Q: After performing an evaluation of speech, language, communication, and auditory processing, a provider may determine that a voice evaluation is indicated. Can the provider bill a voice evaluation separately?
No. The Current Procedural Terminology (CPT; © American Medical Association) code for a speech-language evaluation (92506) includes “voice” in its descriptor. Because payment is for a comprehensive evaluation, a second evaluation usually would not be covered unless the SLP can document a significant change in the patient’s overall condition.
Q: Is it possible to be reimbursed for a voice evaluation (92506) and a swallowing evaluation (92610) provided on the same day?
Yes, both codes may be billed on the same day. A voice evaluation and a swallowing evaluation are two distinct entities. There is no Medicare restriction for billing these two services on the same day (and private health plans sometimes adopt Medicare restrictions), but each evaluation should be fully documented. If payment is denied, determine the payer’s justification for denial and seek an appeal. (Note: A list of services that Medicare does not allow to be performed on the same day can be found at ASHA’s Correct Coding webpage).
Q: Is an SLP permitted to perform a videostroboscopy (31579) without physician supervision?
Three major issues determine the answer to this question—Medicare, state regulations/licensure laws, and physician employment.
Videostroboscopy is not a “therapy” procedure under Medicare, and thus it cannot be billed by an SLP. If an SLP is an employee of a physician, physician group, or physician-directed clinic, the Medicare “incident to physician services” rule allows the SLP to perform a videostroboscopy if a physician is present in the office suite, but not necessarily in the same room.
For private health plans, state regulations and licensure laws may determine whether or not an SLP may perform videostroboscopy.

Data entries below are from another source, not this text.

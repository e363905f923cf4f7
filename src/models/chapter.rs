use serde::{Deserialize, Serialize};

use super::DiffViewMode;

#[derive(Debug, Clone, Serialize, Deserialize, sqlx::FromRow)]
pub struct Chapter {
    pub id: String,
    pub author_id: String,
    pub title: String,
    pub content: String,
    pub word_count: i64,
    pub char_count: i64,
    pub created_at: String,
    pub updated_at: String,
}

#[derive(Debug, Clone, Serialize, Deserialize, sqlx::FromRow)]
pub struct ChapterVersion {
    pub id: String,
    pub chapter_id: String,
    pub version_number: i64,
    pub title: String,
    pub content: String,
    pub word_count: i64,
    pub char_count: i64,
    pub created_at: String,
}

#[derive(Debug, Clone, Serialize, Deserialize, sqlx::FromRow)]
pub struct ChapterVersionSummary {
    pub id: String,
    pub chapter_id: String,
    pub version_number: i64,
    pub title: String,
    pub word_count: i64,
    pub char_count: i64,
    pub created_at: String,
}

#[derive(Debug, Deserialize)]
pub struct CreateChapterRequest {
    pub title: Option<String>,
    pub content: Option<String>,
}

/// `PUT /chapters/{id}/content` 본문. 제목이 없으면 기존 제목을 유지합니다.
#[derive(Debug, Deserialize)]
pub struct UpdateChapterContentRequest {
    pub title: Option<String>,
    pub content: String,
}

/// `GET /chapters/{id}/diff?base=...&mode=split`
#[derive(Debug, Deserialize)]
pub struct ChapterDiffQuery {
    /// 비교 기준이 되는 버전 ID (왼쪽/old 쪽)
    pub base: String,
    #[serde(default)]
    pub mode: DiffViewMode,
}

Q: Should I always require a physician referral for voice evaluation/treatment?
Most private health plans require a physician referral for any speech-language assessment. For voice cases, ASHA’s Preferred Practice Patterns note that, “All patients/clients with voice disorders are examined by a physician, preferably in a discipline appropriate to the presenting complaint. The physician’s examination may occur before or after the voice evaluation by the speech-language pathologist.” Medicare does not require an initial physician referral/order. However, within 30 days of the evaluation, a physician must approve the plan of care (POC). The approval may be in effect for up to 90 days, but can be limited to any length at the physician’s discretion.
Q: Are there new Medicare restrictions on the acquisition of tracheoesophageal prostheses (TEPs)?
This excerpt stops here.